The suit, filed late Thursday in U.S. District Court in San Francisco under the Freedom of Information Act, seeks copies of 90 government audits of Medicare Advantage health plans conducted for 2011, 2012 and 2013 but never made public. CMS officials have said they expect to collect $650 million in overpayments from the audits. Although the agency has disclosed the names of the health plans under scrutiny, it has not released any other details.
"This action is about accountability for hundreds of millions of public dollars misspent," said Elisabeth Rosenthal, KHN's editor-in-chief. "The public deserves details about the overpayments, since many of these private companies are presumably still providing services to patients and we need to make sure it can't happen again."
Medicare Advantage, mostly run by private insurance companies, has enrolled more than 22 million seniors and people with disabilities, more than 1 in 3 people on Medicare.
On July 3, KHN reporters filed a FOIA requesting copies of the CMS audits, which are known as Risk Adjustment Data Validation, or RADV, and include the audit spreadsheets, payment error calculations and other records. CMS has yet to respond to that request, according to the suit.
"By this FOIA action, KHN seeks to shine a public light on CMS's activities on behalf of millions of Americans and their families," the suit states. The suit asks the court to find that CMS violated the FOIA law and order the agency to "immediately disclose the requested records."
While Medicare publicly discloses audits of other medical businesses, Medicare Advantage insurers "are being treated differently," according to the suit. "These audits are improperly being withheld by CMS, even though CMS estimates that these audits have identified some $650 million in improper charges," the suit alleges.
While proving popular with seniors, the Medicare Advantage industry has long faced criticism that it overcharges the government by billions of dollars every year.
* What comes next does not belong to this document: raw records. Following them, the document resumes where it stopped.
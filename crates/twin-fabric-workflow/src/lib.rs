// twin-fabric-workflow/src/lib.rs
// ============================================================================
// Module: Twin Fabric Workflow Library
// Description: Declarative scenarios compiled and run against the router.
// Purpose: Expose the workflow model, compiler, validator, and runner.
// Dependencies: serde, serde_json, twin-fabric-{config,core,router,world}
// ============================================================================

//! ## Overview
//! A workflow is a declarative list of tool steps with expectations and
//! failure routing. Compilation resolves the world (catalog reference,
//! inline scenario, or generator template) and freezes step order; the
//! runner executes against a fresh router per run, evaluating per-step and
//! final success assertions.

// ============================================================================
// SECTION: Modules
// ============================================================================

pub mod compiler;
pub mod runner;
pub mod spec;
pub mod validator;

// ============================================================================
// SECTION: Re-Exports
// ============================================================================

pub use compiler::CompiledStep;
pub use compiler::CompiledWorkflow;
pub use compiler::compile_workflow;
pub use runner::RunResult;
pub use runner::StepExecution;
pub use runner::run_compiled_workflow;
pub use spec::AssertionKind;
pub use spec::AssertionSpec;
pub use spec::WorkflowSpec;
pub use spec::WorkflowStepSpec;
pub use validator::ValidationIssue;
pub use validator::ValidationReport;
pub use validator::evaluate_assertions;
pub use validator::static_validate_workflow;
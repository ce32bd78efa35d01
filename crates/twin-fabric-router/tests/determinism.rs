// twin-fabric-router/tests/determinism.rs
// ============================================================================
// Module: Router Determinism Tests
// Description: Identical seeds and call sequences produce identical traces.
// Purpose: Pin the core reproducibility guarantee.
// Dependencies: twin-fabric-router, tempfile, serde_json
// ============================================================================

//! ## Overview
//! Two independent sessions with the same `(seed, scenario, call sequence)`
//! must write byte-identical trace files, identical receipts, and identical
//! state heads; trace times must be non-decreasing throughout.

#![allow(
    clippy::panic,
    clippy::unwrap_used,
    clippy::expect_used,
    reason = "Test-only output and panic-based assertions are permitted."
)]

use std::fs;
use std::path::Path;

use serde_json::Value;
use serde_json::json;

use twin_fabric_config::RuntimeConfig;
use twin_fabric_core::JsonMap;
use twin_fabric_router::Router;
use twin_fabric_router::RouterOptions;
use twin_fabric_world::catalog::multi_channel;

fn args(value: Value) -> JsonMap {
    value.as_object().cloned().unwrap_or_default()
}

/// Drives one scripted session and returns its final state head.
fn drive(artifacts: &Path, seed: u64) -> String {
    let mut router = Router::new(RouterOptions {
        seed: Some(seed),
        artifacts_dir: Some(artifacts.to_path_buf()),
        scenario: Some(multi_channel()),
        runtime: RuntimeConfig::default(),
    })
    .unwrap();

    router.call_and_step("browser.read", &JsonMap::new()).unwrap();
    router
        .call_and_step(
            "mail.compose",
            &args(json!({
                "to": "sales@macrocompute.example",
                "subj": "Quote request",
                "body_text": "Price and ETA please.",
            })),
        )
        .unwrap();
    router.tick(15_000).unwrap();
    router
        .call_and_step(
            "slack.send_message",
            &args(json!({"channel": "#procurement", "text": "Approve budget $3200?"})),
        )
        .unwrap();
    router
        .call_and_step(
            "erp.create_po",
            &args(json!({
                "vendor": "MacroCompute",
                "currency": "USD",
                "lines": [{"item_id": "LAPTOP-15", "qty": 2, "unit_price": 1000}],
            })),
        )
        .unwrap();
    router
        .call_and_step("db.query", &args(json!({"table": "approval_audit", "limit": 5})))
        .unwrap();

    router.state_snapshot(true, 0, false).unwrap()["state_head"]
        .as_str()
        .unwrap()
        .to_string()
}

#[test]
fn identical_sessions_write_identical_artifacts() {
    let dir_a = tempfile::tempdir().unwrap();
    let dir_b = tempfile::tempdir().unwrap();

    let head_a = drive(dir_a.path(), 1234);
    let head_b = drive(dir_b.path(), 1234);
    assert_eq!(head_a, head_b);

    let trace_a = fs::read(dir_a.path().join("trace.jsonl")).unwrap();
    let trace_b = fs::read(dir_b.path().join("trace.jsonl")).unwrap();
    assert_eq!(trace_a, trace_b, "trace files must be byte-identical");

    let receipts_a = fs::read(dir_a.path().join("receipts.jsonl")).unwrap();
    let receipts_b = fs::read(dir_b.path().join("receipts.jsonl")).unwrap();
    assert_eq!(receipts_a, receipts_b, "receipt files must be byte-identical");
}

#[test]
fn different_seeds_diverge_in_sampled_latencies() {
    let dir_a = tempfile::tempdir().unwrap();
    let dir_b = tempfile::tempdir().unwrap();
    let _ = drive(dir_a.path(), 1);
    let _ = drive(dir_b.path(), 2);
    let trace_a = fs::read(dir_a.path().join("trace.jsonl")).unwrap();
    let trace_b = fs::read(dir_b.path().join("trace.jsonl")).unwrap();
    assert_ne!(trace_a, trace_b);
}

#[test]
fn trace_time_is_monotone_non_decreasing() {
    let dir = tempfile::tempdir().unwrap();
    drive(dir.path(), 77);
    let content = fs::read_to_string(dir.path().join("trace.jsonl")).unwrap();
    let mut last = 0_u64;
    for line in content.lines() {
        let record: Value = serde_json::from_str(line).unwrap();
        let time_ms = record["time_ms"].as_u64().unwrap();
        assert!(time_ms >= last, "time regressed: {time_ms} < {last}");
        last = time_ms;
    }
}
Medicare pays the health plans higher rates for sicker patients and less for those in good health. However, the RADV audits have shown that health plans often cannot document whether many patients actually had the medical conditions the government paid them to treat, generating overpayments. The secretive RADV audits are the primary means for CMS to hold the industry accountable and claw back overcharges for the U.S. Treasury.
In July, KHN reportedthat Medicare Advantage plans have overcharged the government by nearly $30 billion in the past three years alone, money federal officials have struggled to recoup.
This month, U.S. Sen. Sherrod Brown, an Ohio Democrat, and five other senators sent a letter to CMS Administrator Seema Verma asking her to investigate Medicare Advantage overbilling. "In many cases, CMS has known for years about the tendency for some MA plans to overbill the government yet, despite this, CMS has taken little to no action to course correct. It is critical that CMS act immediately to recoup these overpayments and prevent future overbilling by MA plans," Brown wrote.
The insurance industry is fighting a proposal by CMS to expand the impact of RADV by extrapolating error rates found in a random sample of patients to the plan's full membership — a technique expected to trigger many multimillion-dollar penalties.
America's Health Insurance Plans, the industry's trade association, said in an Aug. 28 statementthat the CMS proposals "violate numerous statutory requirements and are fundamentally unfair and ill-conceived."
Stepping up RADV penalties "could lead to higher costs, reduced benefits, and fewer MA plan options for seniors," the group argued.
The FOIA lawsuit is the second by a media organization to compel CMS to disclose RADV audit findings. In 2014, the Center for Public Integrity sued CMS and won a court order forcing the release of RADV audits for the first time. The audits showed that 35 of 37 plans had been overpaid, in some cases by as much as $10,000 per patient in a year.